Exercise> Go through the entries below, tally each line that has the word "delta", and give only the total.

Entries supplied>
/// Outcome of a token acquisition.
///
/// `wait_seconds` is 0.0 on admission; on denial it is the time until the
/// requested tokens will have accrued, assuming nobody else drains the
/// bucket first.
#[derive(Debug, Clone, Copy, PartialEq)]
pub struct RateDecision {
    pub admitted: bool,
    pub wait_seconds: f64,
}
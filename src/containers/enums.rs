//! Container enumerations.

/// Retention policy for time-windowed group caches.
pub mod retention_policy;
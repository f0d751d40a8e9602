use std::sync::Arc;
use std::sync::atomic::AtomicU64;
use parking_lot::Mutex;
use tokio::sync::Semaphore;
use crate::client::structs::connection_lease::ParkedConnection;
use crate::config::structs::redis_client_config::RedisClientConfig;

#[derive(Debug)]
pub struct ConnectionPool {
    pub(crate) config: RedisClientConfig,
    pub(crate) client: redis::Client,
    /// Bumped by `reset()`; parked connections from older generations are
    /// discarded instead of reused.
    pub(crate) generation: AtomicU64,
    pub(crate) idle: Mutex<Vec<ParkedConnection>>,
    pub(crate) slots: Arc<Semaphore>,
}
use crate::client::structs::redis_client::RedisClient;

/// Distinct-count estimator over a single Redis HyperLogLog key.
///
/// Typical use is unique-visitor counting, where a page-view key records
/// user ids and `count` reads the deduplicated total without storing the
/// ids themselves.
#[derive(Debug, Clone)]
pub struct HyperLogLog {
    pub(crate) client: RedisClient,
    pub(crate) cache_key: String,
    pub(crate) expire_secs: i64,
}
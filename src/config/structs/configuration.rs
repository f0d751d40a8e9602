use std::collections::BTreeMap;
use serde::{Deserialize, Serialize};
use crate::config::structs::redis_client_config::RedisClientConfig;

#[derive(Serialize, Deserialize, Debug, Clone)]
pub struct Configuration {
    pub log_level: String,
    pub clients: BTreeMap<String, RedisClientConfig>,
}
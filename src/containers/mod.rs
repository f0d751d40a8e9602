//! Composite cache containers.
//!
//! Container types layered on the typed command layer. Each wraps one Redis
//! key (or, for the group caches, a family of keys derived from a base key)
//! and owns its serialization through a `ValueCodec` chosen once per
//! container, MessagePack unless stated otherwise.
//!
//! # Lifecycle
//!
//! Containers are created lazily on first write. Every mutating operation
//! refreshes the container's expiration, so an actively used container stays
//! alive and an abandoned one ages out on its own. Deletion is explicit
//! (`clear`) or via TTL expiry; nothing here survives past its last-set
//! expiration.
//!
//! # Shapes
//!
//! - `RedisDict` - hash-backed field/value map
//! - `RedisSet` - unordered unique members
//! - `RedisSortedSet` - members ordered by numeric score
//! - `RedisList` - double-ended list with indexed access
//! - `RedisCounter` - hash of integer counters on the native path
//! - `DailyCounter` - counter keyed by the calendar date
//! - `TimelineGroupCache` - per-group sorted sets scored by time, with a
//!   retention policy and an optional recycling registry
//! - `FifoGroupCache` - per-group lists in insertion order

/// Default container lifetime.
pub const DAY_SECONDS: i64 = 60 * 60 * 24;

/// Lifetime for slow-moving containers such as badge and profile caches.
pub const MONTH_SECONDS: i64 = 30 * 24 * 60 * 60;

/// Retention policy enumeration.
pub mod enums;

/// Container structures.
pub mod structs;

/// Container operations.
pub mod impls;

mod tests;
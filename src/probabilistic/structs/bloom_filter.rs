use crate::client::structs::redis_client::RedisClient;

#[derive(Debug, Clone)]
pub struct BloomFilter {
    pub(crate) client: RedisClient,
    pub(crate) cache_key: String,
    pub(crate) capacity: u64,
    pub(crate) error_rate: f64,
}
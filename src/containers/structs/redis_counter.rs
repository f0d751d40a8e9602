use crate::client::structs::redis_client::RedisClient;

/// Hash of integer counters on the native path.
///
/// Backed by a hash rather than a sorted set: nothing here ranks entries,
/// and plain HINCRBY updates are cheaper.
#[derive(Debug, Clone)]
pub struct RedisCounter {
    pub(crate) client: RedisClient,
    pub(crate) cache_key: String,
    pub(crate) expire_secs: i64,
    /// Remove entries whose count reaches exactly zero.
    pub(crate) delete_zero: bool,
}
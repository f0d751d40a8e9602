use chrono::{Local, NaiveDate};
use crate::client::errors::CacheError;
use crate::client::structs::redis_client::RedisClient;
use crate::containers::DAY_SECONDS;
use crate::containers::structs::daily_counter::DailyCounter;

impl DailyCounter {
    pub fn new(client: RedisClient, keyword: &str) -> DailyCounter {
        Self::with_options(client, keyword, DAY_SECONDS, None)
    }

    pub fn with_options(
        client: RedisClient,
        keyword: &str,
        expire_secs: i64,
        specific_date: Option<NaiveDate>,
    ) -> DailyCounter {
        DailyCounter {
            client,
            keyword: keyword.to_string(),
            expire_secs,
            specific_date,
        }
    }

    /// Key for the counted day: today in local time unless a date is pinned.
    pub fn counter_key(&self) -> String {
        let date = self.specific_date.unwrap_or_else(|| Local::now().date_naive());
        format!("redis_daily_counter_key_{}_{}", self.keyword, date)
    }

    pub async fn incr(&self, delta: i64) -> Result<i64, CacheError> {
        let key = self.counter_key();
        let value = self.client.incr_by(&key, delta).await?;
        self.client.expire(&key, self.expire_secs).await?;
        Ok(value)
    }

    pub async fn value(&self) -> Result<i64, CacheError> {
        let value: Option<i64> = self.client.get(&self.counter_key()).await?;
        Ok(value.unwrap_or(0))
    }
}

Output of the task> 2